Citi

Risk sentiment was still subdued in the Asian session with equities extending losses amid China’s regulatory crackdown on the education sector. Tight ranges prevailed ahead of FOMC with DXY hovering around 92.60. EM FX noted pockets of strength against the greenback. In particular, KRW outperformed on the back of improving relations between North and South Korea as both countries restored communication channels.

As August is approaching, our FX Quant team published the preliminary estimates of July month-end FX hedge rebalancing signals, which points to moderate USD selling with an average signal strength of 0.9 standard deviations. The signal to buy JPY vs USD is strongest due to weak performance of Japanese assets.

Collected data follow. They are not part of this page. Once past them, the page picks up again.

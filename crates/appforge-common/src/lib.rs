//! Shared domain types for the appforge pipeline.
//!
//! These types cross the boundary between the orchestration core and its
//! collaborators (agents, verification checks, CLI), so they live in their own
//! crate with no behaviour beyond small helpers.

pub mod artifact;
pub mod ownership;
pub mod run;
pub mod verification;

pub use artifact::ArtifactType;
pub use ownership::OwnershipLevel;
pub use run::RunStatus;
pub use verification::{
    CheckKind, CheckResult, CheckStatus, Issue, Severity, VerificationResult, VerificationSummary,
};

use thiserror::Error;

/// Failure to parse one of the string-backed enums in this crate.
#[derive(Debug, Clone, PartialEq, Eq, Error)]
#[error("Invalid {kind} '{value}'")]
pub struct ParseError {
    pub kind: &'static str,
    pub value: String,
}

impl ParseError {
    pub(crate) fn new(kind: &'static str, value: &str) -> Self {
        Self {
            kind,
            value: value.to_string(),
        }
    }
}
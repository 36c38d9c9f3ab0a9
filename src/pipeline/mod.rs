//! Run lifecycle: ten ordered stages from PRD to manifest.
//!
//! Stages run strictly one after another. Each spec stage calls its agent
//! through [`AgentInvoker`](crate::agents::AgentInvoker), validates the
//! payload against the contracts and stores it. After implementation the
//! project is verified, gated and, when the gate fails, repaired.
//!
//! Any error ends the run. The [`PipelineResult`] still carries whatever
//! artifacts were stored before the failure, along with a `failed` manifest.

pub mod events;
mod orchestrator;
mod stage;

pub use events::{EventSender, PipelineEvent};
pub use orchestrator::{PipelineConfig, PipelineOptions, PipelineOrchestrator, PipelineResult};
pub use stage::Stage;
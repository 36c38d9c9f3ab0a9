//! Deterministic agents that need no model provider.
//!
//! Each payload is a schema-valid skeleton derived from the prompt and from
//! whatever inputs the stage received. Useful for dry runs and for exercising
//! the pipeline end to end.

use anyhow::{Context, Result, bail};
use appforge_common::ArtifactType;
use async_trait::async_trait;
use serde_json::{Value, json};
use std::collections::BTreeSet;

use super::{AgentContext, AgentInvoker, ImplementationAgents};

const MAX_FEATURES: usize = 8;

#[derive(Debug, Clone, Copy, Default)]
pub struct OfflineAgents;

impl OfflineAgents {
    pub fn new() -> Self {
        Self
    }
}

#[async_trait]
impl AgentInvoker for OfflineAgents {
    async fn run_agent_to_artifact(
        &self,
        agent_id: &str,
        artifact_type: ArtifactType,
        ctx: &AgentContext,
    ) -> Result<Value> {
        if ctx.cancel.is_cancelled() {
            bail!("cancelled before {} produced {}", agent_id, artifact_type);
        }
        tracing::debug!(agent = agent_id, artifact = %artifact_type, "offline agent producing artifact");

        let payload = match artifact_type {
            ArtifactType::Prd => prd(ctx),
            ArtifactType::Architecture => architecture(ctx),
            ArtifactType::ApiContract => api_contract(ctx),
            ArtifactType::UiSpec => ui_spec(ctx),
            ArtifactType::BackendSpec => backend_spec(ctx),
            ArtifactType::MobileSpec => mobile_spec(ctx),
            ArtifactType::SecurityReport => security_report(ctx),
            ArtifactType::TestPlan => test_plan(ctx),
            ArtifactType::VerificationResult | ArtifactType::RunManifest => {
                bail!("{} is produced by the pipeline, not by agents", artifact_type)
            }
        };
        Ok(payload)
    }
}

#[async_trait]
impl ImplementationAgents for OfflineAgents {
    async fn run_implementation_agents(&self, ctx: &AgentContext) -> Result<()> {
        if ctx.cancel.is_cancelled() {
            bail!("cancelled before implementation");
        }

        let spec_dir = ctx.output_dir.join("spec");
        tokio::fs::create_dir_all(&spec_dir)
            .await
            .with_context(|| format!("Failed to create {}", spec_dir.display()))?;

        for (artifact_type, data) in &ctx.inputs {
            let path = spec_dir.join(format!("{}.json", artifact_type));
            let content = serde_json::to_string_pretty(data)
                .with_context(|| format!("Failed to serialize {}", artifact_type))?;
            tokio::fs::write(&path, content)
                .await
                .with_context(|| format!("Failed to write {}", path.display()))?;
        }

        let readme = ctx.output_dir.join("README.md");
        tokio::fs::write(&readme, readme_text(ctx))
            .await
            .with_context(|| format!("Failed to write {}", readme.display()))?;

        tracing::info!(
            run_id = %ctx.run_id,
            output_dir = %ctx.output_dir.display(),
            specs = ctx.inputs.len(),
            "offline implementation written"
        );
        Ok(())
    }
}

fn readme_text(ctx: &AgentContext) -> String {
    let mut text = format!("# {}\n\n{}\n", ctx.project_name, ctx.prompt.trim());
    let endpoints = endpoints_of(ctx);
    if !endpoints.is_empty() {
        text.push_str("\n## API\n\n");
        for (method, path) in endpoints {
            text.push_str(&format!("- `{} {}`\n", method, path));
        }
    }
    text.push_str("\nSpecifications live in `spec/`.\n");
    text
}

/// Clauses of the prompt, used as feature names.
fn feature_names(prompt: &str) -> Vec<String> {
    prompt
        .split([',', ';', '.', '\n'])
        .flat_map(|clause| clause.split(" and "))
        .map(|s| s.trim().to_string())
        .filter(|s| !s.is_empty())
        .take(MAX_FEATURES)
        .collect()
}

/// Lowercase, `-`-joined slug of the first three words.
fn slug(name: &str) -> String {
    name.split(|c: char| !c.is_ascii_alphanumeric())
        .filter(|w| !w.is_empty())
        .take(3)
        .map(|w| w.to_ascii_lowercase())
        .collect::<Vec<_>>()
        .join("-")
}

/// Feature names from the stored PRD, or from the prompt when absent.
fn features_of(ctx: &AgentContext) -> Vec<String> {
    let from_prd: Vec<String> = ctx
        .input(ArtifactType::Prd)
        .and_then(|prd| prd.get("features"))
        .and_then(Value::as_array)
        .map(|features| {
            features
                .iter()
                .filter_map(|f| f.get("name").and_then(Value::as_str))
                .map(str::to_string)
                .collect()
        })
        .unwrap_or_default();
    if from_prd.is_empty() {
        feature_names(&ctx.prompt)
    } else {
        from_prd
    }
}

/// Distinct resource slugs, in feature order.
fn resources_of(ctx: &AgentContext) -> Vec<String> {
    let mut seen = BTreeSet::new();
    features_of(ctx)
        .iter()
        .map(|f| slug(f))
        .filter(|s| !s.is_empty() && seen.insert(s.clone()))
        .collect()
}

fn endpoints_of(ctx: &AgentContext) -> Vec<(String, String)> {
    ctx.input(ArtifactType::ApiContract)
        .and_then(|c| c.get("endpoints"))
        .and_then(Value::as_array)
        .map(|endpoints| {
            endpoints
                .iter()
                .filter_map(|e| {
                    let method = e.get("method")?.as_str()?;
                    let path = e.get("path")?.as_str()?;
                    Some((method.to_string(), path.to_string()))
                })
                .collect()
        })
        .unwrap_or_default()
}

fn prd(ctx: &AgentContext) -> Value {
    let features: Vec<Value> = feature_names(&ctx.prompt)
        .into_iter()
        .enumerate()
        .map(|(i, name)| json!({"id": format!("F{}", i + 1), "name": name, "priority": "must"}))
        .collect();
    json!({
        "title": ctx.project_name,
        "summary": ctx.prompt.trim(),
        "features": features,
    })
}

fn architecture(ctx: &AgentContext) -> Value {
    let mut components = vec![
        json!({"name": "mobile-app", "kind": "client"}),
        json!({"name": "api", "kind": "service"}),
        json!({"name": "database", "kind": "storage"}),
    ];
    components.extend(
        resources_of(ctx)
            .into_iter()
            .map(|r| json!({"name": format!("{}-module", r), "kind": "module"})),
    );
    json!({
        "stack": {
            "mobile": "react-native",
            "backend": "node-express",
            "database": "sqlite",
        },
        "components": components,
    })
}

fn api_contract(ctx: &AgentContext) -> Value {
    let mut endpoints = vec![json!({"method": "GET", "path": "/health"})];
    for resource in resources_of(ctx) {
        endpoints.push(json!({"method": "GET", "path": format!("/{}", resource)}));
        endpoints.push(json!({"method": "POST", "path": format!("/{}", resource)}));
    }
    json!({ "endpoints": endpoints })
}

fn ui_spec(ctx: &AgentContext) -> Value {
    let mut screens = vec![json!({"name": "home"})];
    screens.extend(resources_of(ctx).into_iter().map(|r| json!({"name": r})));
    json!({ "screens": screens })
}

fn backend_spec(ctx: &AgentContext) -> Value {
    let resources = resources_of(ctx);
    let models: Vec<Value> = resources
        .iter()
        .map(|r| json!({"name": r, "fields": [{"name": "id", "type": "string"}]}))
        .collect();
    let services: Vec<Value> = resources
        .iter()
        .map(|r| json!({"name": format!("{}-service", r), "model": r}))
        .collect();
    json!({ "models": models, "services": services })
}

fn mobile_spec(ctx: &AgentContext) -> Value {
    let screens = ctx
        .input(ArtifactType::UiSpec)
        .and_then(|ui| ui.get("screens"))
        .cloned()
        .unwrap_or_else(|| json!([]));
    json!({ "platforms": ["ios", "android"], "screens": screens })
}

fn security_report(ctx: &AgentContext) -> Value {
    let findings: Vec<Value> = endpoints_of(ctx)
        .into_iter()
        .filter(|(method, _)| method != "GET")
        .map(|(method, path)| {
            json!({
                "severity": "low",
                "title": format!("Validate request bodies on {} {}", method, path),
            })
        })
        .collect();
    json!({ "findings": findings })
}

fn test_plan(ctx: &AgentContext) -> Value {
    let cases: Vec<Value> = endpoints_of(ctx)
        .into_iter()
        .enumerate()
        .map(|(i, (method, path))| {
            json!({
                "id": format!("T{}", i + 1),
                "description": format!("{} {} responds successfully", method, path),
            })
        })
        .collect();
    json!({ "cases": cases })
}
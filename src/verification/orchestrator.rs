use appforge_common::{CheckKind, CheckResult, Issue, VerificationResult};
use std::sync::Arc;
use std::time::{Duration, Instant};

use super::checks::{ApiSchemaCheck, CommandCheck, SecretScanCheck};
use super::{CheckContext, VerificationCheck};
use crate::appforge_config::VerificationSection;
use crate::errors::VerificationError;

/// Default per-check timeout.
pub const DEFAULT_CHECK_TIMEOUT: Duration = Duration::from_secs(300);

/// Runs registered checks in order and aggregates their results.
#[derive(Clone)]
pub struct VerificationOrchestrator {
    checks: Vec<Arc<dyn VerificationCheck>>,
    check_timeout: Duration,
}

impl std::fmt::Debug for VerificationOrchestrator {
    fn fmt(&self, f: &mut std::fmt::Formatter<'_>) -> std::fmt::Result {
        f.debug_struct("VerificationOrchestrator")
            .field("checks", &self.kinds())
            .field("check_timeout", &self.check_timeout)
            .finish()
    }
}

impl Default for VerificationOrchestrator {
    fn default() -> Self {
        Self::new(DEFAULT_CHECK_TIMEOUT)
    }
}

impl VerificationOrchestrator {
    /// An orchestrator with no checks registered.
    pub fn new(check_timeout: Duration) -> Self {
        Self {
            checks: Vec::new(),
            check_timeout,
        }
    }

    /// The built-in check set, one per [`CheckKind`], in execution order.
    pub fn builtin(settings: &VerificationSection) -> Self {
        let commands = &settings.commands;
        Self::new(settings.check_timeout())
            .with_check(CommandCheck::new(CheckKind::Build, commands.build.clone()))
            .with_check(CommandCheck::new(CheckKind::Lint, commands.lint.clone()))
            .with_check(CommandCheck::new(CheckKind::UnitTests, commands.tests.clone()))
            .with_check(ApiSchemaCheck)
            .with_check(SecretScanCheck::default())
    }

    /// Register a check. A check of an already registered kind replaces it in
    /// place, keeping the execution order.
    pub fn with_check(mut self, check: impl VerificationCheck + 'static) -> Self {
        let check: Arc<dyn VerificationCheck> = Arc::new(check);
        match self.checks.iter_mut().find(|c| c.kind() == check.kind()) {
            Some(existing) => *existing = check,
            None => self.checks.push(check),
        }
        self
    }

    pub fn kinds(&self) -> Vec<CheckKind> {
        self.checks.iter().map(|c| c.kind()).collect()
    }

    /// Run every registered check and aggregate.
    pub async fn run_all(&self, ctx: &CheckContext) -> VerificationResult {
        let mut results = Vec::with_capacity(self.checks.len());
        for check in &self.checks {
            results.push(self.execute(check.as_ref(), ctx).await);
        }

        let result = VerificationResult::from_checks(results);
        tracing::info!(
            run_id = %ctx.run_id,
            status = %result.status,
            passed = result.summary.passed,
            failed = result.summary.failed,
            skipped = result.summary.skipped,
            "verification complete"
        );
        result
    }

    /// Run a single check in isolation.
    pub async fn run_check(
        &self,
        kind: CheckKind,
        ctx: &CheckContext,
    ) -> Result<CheckResult, VerificationError> {
        let check = self
            .checks
            .iter()
            .find(|c| c.kind() == kind)
            .ok_or(VerificationError::UnknownCheck { check: kind })?;
        Ok(self.execute(check.as_ref(), ctx).await)
    }

    async fn execute(&self, check: &dyn VerificationCheck, ctx: &CheckContext) -> CheckResult {
        let kind = check.kind();
        let started = Instant::now();
        tracing::debug!(run_id = %ctx.run_id, check = %kind, "running check");

        let mut result = tokio::select! {
            biased;
            _ = ctx.cancel.cancelled() => {
                CheckResult::fail(kind, vec![Issue::high(format!("{} check cancelled", kind))])
            }
            outcome = tokio::time::timeout(self.check_timeout, check.run(ctx)) => match outcome {
                Ok(Ok(result)) => result,
                Ok(Err(e)) => {
                    tracing::warn!(run_id = %ctx.run_id, check = %kind, error = %e, "check errored");
                    CheckResult::fail(kind, vec![Issue::high(format!("{} check errored: {:#}", kind, e))])
                }
                Err(_) => {
                    tracing::warn!(run_id = %ctx.run_id, check = %kind, "check timed out");
                    CheckResult::fail(
                        kind,
                        vec![Issue::high(format!(
                            "{} check timed out after {}s",
                            kind,
                            self.check_timeout.as_secs()
                        ))],
                    )
                }
            },
        };

        result.name = kind;
        result.duration_ms = started.elapsed().as_millis() as u64;
        tracing::debug!(
            run_id = %ctx.run_id,
            check = %kind,
            status = %result.status,
            issues = result.issues.len(),
            "check finished"
        );
        result
    }
}

#[cfg(test)]
mod tests {
    use super::*;
    use anyhow::Result;
    use appforge_common::{CheckStatus, Severity};
    use async_trait::async_trait;
    use std::sync::atomic::{AtomicUsize, Ordering};
    use tokio_util::sync::CancellationToken;

    struct FixedCheck {
        kind: CheckKind,
        result: fn(CheckKind) -> Result<CheckResult>,
        runs: Arc<AtomicUsize>,
    }

    impl FixedCheck {
        fn new(kind: CheckKind, result: fn(CheckKind) -> Result<CheckResult>) -> Self {
            Self {
                kind,
                result,
                runs: Arc::new(AtomicUsize::new(0)),
            }
        }
    }

    #[async_trait]
    impl VerificationCheck for FixedCheck {
        fn kind(&self) -> CheckKind {
            self.kind
        }

        async fn run(&self, _ctx: &CheckContext) -> Result<CheckResult> {
            self.runs.fetch_add(1, Ordering::SeqCst);
            (self.result)(self.kind)
        }
    }

    struct SlowCheck;

    #[async_trait]
    impl VerificationCheck for SlowCheck {
        fn kind(&self) -> CheckKind {
            CheckKind::UnitTests
        }

        async fn run(&self, _ctx: &CheckContext) -> Result<CheckResult> {
            tokio::time::sleep(Duration::from_secs(60)).await;
            Ok(CheckResult::pass(CheckKind::UnitTests))
        }
    }

    fn ctx() -> CheckContext {
        CheckContext::new("run-1", std::env::temp_dir())
    }

    #[tokio::test]
    async fn test_run_all_passes_when_every_check_passes() {
        let orchestrator = VerificationOrchestrator::default()
            .with_check(FixedCheck::new(CheckKind::Build, |k| Ok(CheckResult::pass(k))))
            .with_check(FixedCheck::new(CheckKind::Lint, |k| Ok(CheckResult::pass(k))));
        let result = orchestrator.run_all(&ctx()).await;
        assert!(result.is_pass());
        assert_eq!(result.summary.total, 2);
        assert_eq!(result.summary.passed, 2);
    }

    #[tokio::test]
    async fn test_failing_check_does_not_stop_later_checks() {
        let lint = FixedCheck::new(CheckKind::Lint, |k| Ok(CheckResult::pass(k)));
        let lint_runs = Arc::clone(&lint.runs);
        let orchestrator = VerificationOrchestrator::default()
            .with_check(FixedCheck::new(CheckKind::Build, |_| {
                anyhow::bail!("tsc not installed")
            }))
            .with_check(lint);

        let result = orchestrator.run_all(&ctx()).await;
        assert_eq!(result.status, CheckStatus::Fail);
        assert_eq!(lint_runs.load(Ordering::SeqCst), 1);

        let build = result.check(CheckKind::Build).unwrap();
        assert_eq!(build.status, CheckStatus::Fail);
        assert_eq!(build.issues[0].severity, Severity::High);
        assert!(build.issues[0].message.contains("tsc not installed"));
        assert_eq!(result.check(CheckKind::Lint).unwrap().status, CheckStatus::Pass);
    }

    #[tokio::test]
    async fn test_results_keep_registration_order() {
        let orchestrator = VerificationOrchestrator::default()
            .with_check(FixedCheck::new(CheckKind::SecurityScan, |k| Ok(CheckResult::pass(k))))
            .with_check(FixedCheck::new(CheckKind::Build, |k| Ok(CheckResult::skip(k))));
        let result = orchestrator.run_all(&ctx()).await;
        let names: Vec<CheckKind> = result.checks.iter().map(|c| c.name).collect();
        assert_eq!(names, vec![CheckKind::SecurityScan, CheckKind::Build]);
        assert!(result.is_pass());
        assert_eq!(result.summary.skipped, 1);
    }

    #[tokio::test]
    async fn test_same_kind_replaces_existing_check() {
        let orchestrator = VerificationOrchestrator::default()
            .with_check(FixedCheck::new(CheckKind::Build, |k| Ok(CheckResult::pass(k))))
            .with_check(FixedCheck::new(CheckKind::Lint, |k| Ok(CheckResult::pass(k))))
            .with_check(FixedCheck::new(CheckKind::Build, |k| Ok(CheckResult::skip(k))));
        assert_eq!(orchestrator.kinds(), vec![CheckKind::Build, CheckKind::Lint]);
        let result = orchestrator.run_all(&ctx()).await;
        assert_eq!(result.checks[0].status, CheckStatus::Skip);
    }

    #[tokio::test(start_paused = true)]
    async fn test_timed_out_check_fails_with_high_issue() {
        let orchestrator = VerificationOrchestrator::new(Duration::from_secs(5)).with_check(SlowCheck);
        let result = orchestrator.run_all(&ctx()).await;
        let check = result.check(CheckKind::UnitTests).unwrap();
        assert_eq!(check.status, CheckStatus::Fail);
        assert!(check.issues[0].message.contains("timed out after 5s"));
        assert!(check.issues[0].is_blocking());
    }

    #[tokio::test]
    async fn test_cancelled_context_fails_checks() {
        let orchestrator = VerificationOrchestrator::default().with_check(SlowCheck);
        let cancel = CancellationToken::new();
        cancel.cancel();
        let result = orchestrator.run_all(&ctx().with_cancel(cancel)).await;
        assert!(!result.is_pass());
        assert!(result.checks[0].issues[0].message.contains("cancelled"));
    }

    #[tokio::test]
    async fn test_run_check_single_and_unknown() {
        let orchestrator = VerificationOrchestrator::default().with_check(FixedCheck::new(
            CheckKind::ApiSchema,
            |k| Ok(CheckResult::fail(k, vec![Issue::medium("duplicate endpoint")])),
        ));
        let result = orchestrator
            .run_check(CheckKind::ApiSchema, &ctx())
            .await
            .unwrap();
        assert_eq!(result.name, CheckKind::ApiSchema);
        assert_eq!(result.status, CheckStatus::Fail);

        let err = orchestrator
            .run_check(CheckKind::Lint, &ctx())
            .await
            .unwrap_err();
        assert!(matches!(err, VerificationError::UnknownCheck { check: CheckKind::Lint }));
    }

    #[test]
    fn test_builtin_registers_every_kind_in_order() {
        let orchestrator = VerificationOrchestrator::builtin(&VerificationSection::default());
        assert_eq!(orchestrator.kinds(), CheckKind::ALL.to_vec());
    }
}
//! Severity gate over verification results.
//!
//! The gate is a pure function: it walks every issue of every check and blocks
//! on `high` or `critical` severity. `low` and `medium` issues never block,
//! however many there are.

use appforge_common::{Issue, VerificationResult};
use serde::{Deserialize, Serialize};
use std::fmt;

#[derive(Debug, Clone, Copy, PartialEq, Eq, Serialize, Deserialize)]
#[serde(rename_all = "lowercase")]
pub enum GateStatus {
    Pass,
    Fail,
}

impl fmt::Display for GateStatus {
    fn fmt(&self, f: &mut fmt::Formatter<'_>) -> fmt::Result {
        match self {
            Self::Pass => write!(f, "pass"),
            Self::Fail => write!(f, "fail"),
        }
    }
}

/// Decision derived from a verification result. Never stored.
#[derive(Debug, Clone, PartialEq, Eq, Serialize, Deserialize)]
pub struct GateResult {
    pub status: GateStatus,
    /// Blocking issues, in check order. Empty when passing.
    pub blocking: Vec<Issue>,
    pub message: String,
}

impl GateResult {
    pub fn is_pass(&self) -> bool {
        self.status == GateStatus::Pass
    }
}

/// Decide pass/fail from the severities of all issues in `result`.
pub fn gate_from_verification(result: &VerificationResult) -> GateResult {
    let blocking: Vec<Issue> = result
        .issues()
        .filter(|issue| issue.is_blocking())
        .cloned()
        .collect();

    if blocking.is_empty() {
        let advisory = result.issues().count();
        GateResult {
            status: GateStatus::Pass,
            blocking,
            message: format!("Gate passed ({} non-blocking issue(s))", advisory),
        }
    } else {
        GateResult {
            status: GateStatus::Fail,
            message: format!("Gate failed: {} blocking issue(s)", blocking.len()),
            blocking,
        }
    }
}

#[cfg(test)]
mod tests {
    use super::*;
    use appforge_common::{CheckKind, CheckResult, Severity};

    fn result_with(severities: Vec<Vec<Severity>>) -> VerificationResult {
        let checks = severities
            .into_iter()
            .zip(CheckKind::ALL.iter().cycle())
            .map(|(issues, kind)| {
                let issues = issues
                    .into_iter()
                    .map(|s| Issue::new(s, format!("{} issue", s)))
                    .collect();
                CheckResult::from_issues(*kind, issues)
            })
            .collect();
        VerificationResult::from_checks(checks)
    }

    #[test]
    fn test_no_issues_passes() {
        let gate = gate_from_verification(&result_with(vec![vec![], vec![]]));
        assert!(gate.is_pass());
        assert!(gate.blocking.is_empty());
    }

    #[test]
    fn test_low_and_medium_never_block() {
        use Severity::*;
        let cases = vec![
            vec![vec![Low]],
            vec![vec![Medium, Medium, Low]],
            vec![
                vec![Low],
                vec![Medium],
                vec![Low, Low, Low, Medium],
                vec![],
                vec![Medium],
            ],
        ];
        for case in cases {
            let result = result_with(case);
            assert!(!result.is_pass(), "checks with issues fail individually");
            assert_eq!(gate_from_verification(&result).status, GateStatus::Pass);
        }
    }

    #[test]
    fn test_any_high_or_critical_blocks() {
        use Severity::*;
        let cases = vec![
            (vec![vec![High]], 1),
            (vec![vec![Critical]], 1),
            (vec![vec![Low, High], vec![Medium]], 1),
            (
                vec![vec![], vec![], vec![], vec![], vec![Critical, High, Low]],
                2,
            ),
            (vec![vec![High], vec![Critical], vec![High]], 3),
        ];
        for (case, expected) in cases {
            let gate = gate_from_verification(&result_with(case));
            assert_eq!(gate.status, GateStatus::Fail);
            assert_eq!(gate.blocking.len(), expected);
            assert!(gate.message.contains(&expected.to_string()));
            assert!(gate.blocking.iter().all(|i| i.is_blocking()));
        }
    }

    #[test]
    fn test_gate_is_pure() {
        use Severity::*;
        let result = result_with(vec![vec![Low, Critical], vec![High]]);
        let first = gate_from_verification(&result);
        let second = gate_from_verification(&result);
        assert_eq!(first, second);
    }

    #[test]
    fn test_blocking_issues_keep_check_order() {
        let result = VerificationResult::from_checks(vec![
            CheckResult::fail(CheckKind::Build, vec![Issue::high("tsc failed")]),
            CheckResult::fail(CheckKind::SecurityScan, vec![Issue::critical("leaked key")]),
        ]);
        let gate = gate_from_verification(&result);
        assert_eq!(gate.blocking[0].message, "tsc failed");
        assert_eq!(gate.blocking[1].message, "leaked key");
    }
}
//! CLI command implementations.
//!
//! | Module      | Commands handled |
//! |-------------|------------------|
//! | `run`       | `Run`            |
//! | `contracts` | `Contracts`      |
//! | `config`    | `Config`         |

pub mod config;
pub mod contracts;
pub mod run;

pub use config::cmd_config;
pub use contracts::cmd_contracts;
pub use run::{RunArgs, cmd_run};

G10:SEK and NOK led the global outperformance. The inflows were indicative of broader risk sentiment rather than any developments on the local front. As a reference, FX Strategy prefers long NOKSEK on the grounds of a renewed uptick in energy markets, and the hawkish/dovish central bank divergence.

Equities began the new week with a positive start, and saw the S&P close 0.25% higher to 4222.00. Paralleling themes from late last week, price action appears to be a product of positioning and momentum dynamics. The upcoming sessions should prove interesting given more than 50% of the names within the S&P will be reporting earnings. In the Treasuries space, the belly and long end of the curve are offered. As a point reference, the 10y yield rose 1.3bps to 1.290%.

JP Morgan

EUR:

FX markets remain in a state of flux, the wave of risk reduction seen last week has slowed, and whilst sentiment has stabilised and certain currencies offer attractive entry points versus where they were trading just a short time ago, the market remains scarred and reluctant to act with much confidence for the time being. The ability for economies to remain open as the delta variant spreads is key for growth going forward, and so the whole world is watching the UK experiment where cases are coming down quickly from the peak to prove that vaccination is the only route out of this mess.

On the flipside, growth assumptions are being tempered alongside the current uncertainty, Chinese equities continue to get routed and globally vaccination program progress is rather uneven. All in all the current environment doesn’t exactly lend itself to holding a large amount of risk, and the reality is that is what we are seeing, or not seeing in this case, activity overall remains very light. Given the uncertainty, whilst US yields stabilise, I can’t see them headed too much higher in a hurry and so the bias still remains to look for usdjpy lower albeit with less confidence than last week.

Euro continues to oscillate around 1.18 with lack of momentum or theme at present, and I can’t really justify giving the single currency much more airtime at this juncture.